Today, fewer MBHOs are bidding on State and local public sector contracts. Preparing a responsive proposal has become extremely expensive because of an increasing number of program design specifications. Study participants predicted that States will see even less competition for those programs that require a large investment from MBHOs for marketing, start-up, and ongoing administration yet offer little potential for financial reward. The following are some of the specific problems that they cited:

  • Public payers often fail to resolve design issues before the procurement process and do not provide necessary information and data to bidders. This can create confusion for both bidders and administrators.
  • Excessive financial requirements may preclude generally desirable bidders from competition for managed care contracts. Limits on profits that do not recognize the potential risk involved also may significantly reduce the attractiveness of requests for proposals (RFPs) for some organizations.
  • Benefits may be vague and/or reflect a "wish list" of the agency’s stakeholders.
  • Contracts may identify specific providers as essential and exempt them from utilization management requirements imposed on other network providers. The role of State facilities and their relationship to the MBHO may be ambiguous.
  • Performance measures may not be consistent with program goals or may be beyond the ability of the MBHO to measure.
  • County-based programs may be too small to properly support a fully capitated program and may require excessive protections for county providers.
  • Focus group participants expressed the belief that the future of contracting in public sector managed behavioral health care will depend on public payers’ willingness to design and administer programs that permit the contractors to succeed. Participants offered specific recommendations concerning managed care contracting, financial requirements and reimbursement, procurement processes, and implementation and ongoing administration of managed care programs. These include the following:

  • RFPs should specify the requirements of the payer and ask offerors to describe how they will operationalize these requirements. Payers should avoid requirements that are overly prescriptive and that redefine an MBHO’s management techniques and operational processes.
  • The core benefit package should be specific and clear in the contract. Expectations for service coordination across health care and social support programs should be reasonable and should support additional service requirements appropriately.
  • Clear and specific procurement specifications should be developed before the bidding process.
  • Financial design should be compatible with the program design and should permit profit making. At-risk programs must include a sufficient scope of services and population size to be financially viable and actuarially sound. Reimbursement should accommodate start-up and ongoing administrative costs.
  • Consumers should play an active role in advisory committees focusing on service-delivery issues and member services. Contracts should not require consumer representation on an MBHO’s governing board.
  • Performance measures should be tied to program objectives and should reflect those factors the MBHO can reasonably be expected to track.

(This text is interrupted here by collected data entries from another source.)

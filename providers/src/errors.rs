use std::time::Duration;
use thiserror::Error;

#[derive(Error, Debug)]
pub enum UpstreamError {
    #[error("{0}")]
    RequestFailed(#[from] reqwest::Error),
    #[error("Request rejected by `{0}`")]
    InvalidRequest(String),
    #[error("Too many requests, try again later")]
    TooManyRequests,
    #[error("Unexpected response status `{0}`")]
    Unknown(u16),
    #[error("GraphQL error: {}", .0.join("; "))]
    GraphQl(Vec<String>),
    #[error("Malformed response: {0}")]
    MalformedResponse(String),
    #[error(transparent)]
    Rpc(#[from] web3::Error),
    #[error("No response within {0:?}")]
    Timeout(Duration),
}
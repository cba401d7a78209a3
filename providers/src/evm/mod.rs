use crate::UpstreamError;
use web3::{
    transports::Http,
    types::{Address, U256},
    Web3,
};

const ETHER_DECIMALS: usize = 18;

/// Formats a raw integer amount scaled by `decimals` as a plain decimal string.
/// Always keeps at least one fractional digit, e.g. `1.0` or `0.000123`.
pub fn format_units(value: U256, decimals: usize) -> String {
    if decimals == 0 {
        return format!("{value}.0");
    }

    let base = U256::exp10(decimals);
    let whole = value / base;
    let frac = format!("{:0>width$}", (value % base).to_string(), width = decimals);
    let frac = frac.trim_end_matches('0');

    format!("{whole}.{}", if frac.is_empty() { "0" } else { frac })
}

#[derive(Debug, Clone, PartialEq, Eq)]
pub struct RpcAccount {
    pub address: Address,
    pub chain_id: u64,
    pub native_balance: String,
}

/// Reads account details of a connected wallet over EVM JSON-RPC.
pub struct RpcWalletReader {
    web3: Web3<Http>,
}

impl RpcWalletReader {
    pub fn new(rpc_url: &str) -> Result<Self, UpstreamError> {
        Ok(Self {
            web3: Web3::new(Http::new(rpc_url)?),
        })
    }

    pub async fn chain_id(&self) -> Result<u64, UpstreamError> {
        Ok(self.web3.eth().chain_id().await?.low_u64())
    }

    pub async fn native_balance(&self, address: Address) -> Result<String, UpstreamError> {
        let wei = self.web3.eth().balance(address, None).await?;

        Ok(format_units(wei, ETHER_DECIMALS))
    }

    pub async fn account(&self, address: Address) -> Result<RpcAccount, UpstreamError> {
        let (chain_id, native_balance) =
            futures::try_join!(self.chain_id(), self.native_balance(address))?;

        Ok(RpcAccount {
            address,
            chain_id,
            native_balance,
        })
    }
}
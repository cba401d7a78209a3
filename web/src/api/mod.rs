pub mod router;
pub mod service;
use crate::api::service::{self, AppState, ConnectWalletRequest};
use actix_web::{delete, get, post, web, HttpResponse, Responder};

#[get("/balances")]
async fn balances(app: web::Data<AppState>) -> impl Responder {
    web::Json(service::dashboard(&app))
}

#[post("/refresh")]
async fn refresh(app: web::Data<AppState>) -> impl Responder {
    log::info!("refresh requested");
    app.controller.request_refresh();

    HttpResponse::Accepted().finish()
}

#[post("/wallet")]
async fn connect_wallet(
    app: web::Data<AppState>,
    body: web::Json<ConnectWalletRequest>,
) -> impl Responder {
    log::info!("connect_wallet - {:?}", body);

    match service::connect_wallet(&app, body.into_inner()).await {
        Ok(account) => HttpResponse::Ok().json(account),
        Err(e) => HttpResponse::BadGateway().json(ErrorBody {
            error: e.to_string(),
        }),
    }
}

#[delete("/wallet")]
async fn disconnect_wallet(app: web::Data<AppState>) -> impl Responder {
    app.session.disconnect();

    HttpResponse::NoContent().finish()
}

#[delete("/error")]
async fn dismiss_error(app: web::Data<AppState>) -> impl Responder {
    app.controller.dismiss_error();

    HttpResponse::NoContent().finish()
}

#[derive(serde::Serialize)]
struct ErrorBody {
    error: String,
}

pub fn configure(cfg: &mut web::ServiceConfig) {
    cfg.service(balances)
        .service(refresh)
        .service(connect_wallet)
        .service(disconnect_wallet)
        .service(dismiss_error);
}

#[cfg(test)]
mod test {
    use super::configure;
    use crate::api::service::AppState;
    use actix_web::{http::StatusCode, test, web, App};
    use providers::EuclidClient;
    use serde_json::{json, Value};
    use std::sync::Arc;
    use vouchers::{Config, RefreshController, WalletSession};

    fn app_state() -> web::Data<AppState> {
        let client = Arc::new(EuclidClient::new("http://127.0.0.1:9/graphql"));

        web::Data::new(AppState {
            controller: RefreshController::new(client.clone(), client, Config::default()),
            session: WalletSession::new(),
            rpc: None,
        })
    }

    #[actix_web::test]
    async fn fresh_dashboard_is_idle_and_empty() {
        let app =
            test::init_service(App::new().app_data(app_state()).configure(configure)).await;

        let req = test::TestRequest::get().uri("/balances").to_request();
        let body: Value = test::call_and_read_body_json(&app, req).await;

        assert_eq!(body["phase"], json!("idle"));
        assert_eq!(body["loading"], json!(false));
        assert_eq!(body["chains"], json!([]));
        assert_eq!(
            body["stats"],
            json!({ "totalBalanceUsd": 0.0, "uniqueTokenCount": 0, "activeChainCount": 0 })
        );
        assert_eq!(body["error"], Value::Null);
        assert_eq!(body["wallet"], json!({}));
    }

    #[actix_web::test]
    async fn wallet_connects_and_disconnects() {
        let state = app_state();
        let app =
            test::init_service(App::new().app_data(state.clone()).configure(configure)).await;

        let req = test::TestRequest::post()
            .uri("/wallet")
            .set_json(json!({
                "address": "0xe43878ce78934fe8007748ff481f03b8ee3b97de",
                "chainId": 137
            }))
            .to_request();
        let res = test::call_service(&app, req).await;
        assert_eq!(res.status(), StatusCode::OK);

        let wallet = state.session.current();
        assert_eq!(wallet.chain_id, Some(137));
        assert_eq!(
            wallet.address_hex().as_deref(),
            Some("0xe43878ce78934fe8007748ff481f03b8ee3b97de")
        );

        let res = test::call_service(
            &app,
            test::TestRequest::delete().uri("/wallet").to_request(),
        )
        .await;
        assert_eq!(res.status(), StatusCode::NO_CONTENT);
        assert!(!state.session.current().is_connected());
    }

    #[actix_web::test]
    async fn refresh_is_accepted_and_error_can_be_dismissed() {
        let state = app_state();
        let app =
            test::init_service(App::new().app_data(state.clone()).configure(configure)).await;

        let res = test::call_service(
            &app,
            test::TestRequest::post().uri("/refresh").to_request(),
        )
        .await;
        assert_eq!(res.status(), StatusCode::ACCEPTED);

        // no wallet connected, so the refresh fails without touching the network
        let mut rx = state.controller.subscribe();
        while state.controller.state().error.is_none() {
            rx.changed().await.unwrap();
        }

        let res = test::call_service(
            &app,
            test::TestRequest::delete().uri("/error").to_request(),
        )
        .await;
        assert_eq!(res.status(), StatusCode::NO_CONTENT);
        assert_eq!(state.controller.state().error, None);
    }

    #[actix_web::test]
    async fn malformed_wallet_address_is_rejected() {
        let app =
            test::init_service(App::new().app_data(app_state()).configure(configure)).await;

        let req = test::TestRequest::post()
            .uri("/wallet")
            .set_json(json!({ "address": "not-an-address" }))
            .to_request();

        assert_eq!(
            test::call_service(&app, req).await.status(),
            StatusCode::BAD_REQUEST
        );
    }
}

  • The participants believed that, despite a variety of challenges, the MBHO industry will continue to be interested in public sector contracting. However, they indicated that their organizations are calling for more rigorous evaluation of public sector RFPs and more cautioun when entering such arrangements. Given the potential barriers to executing successful contracts, communication, cooperation, and coordination between States and MBHOs is essential. By establishing a cooperative program management style in relations with MBHO contractors, public behavioral health programs can better meet the objectives of the public payers and can continue to attract experienced, high-quality, reputable contractors.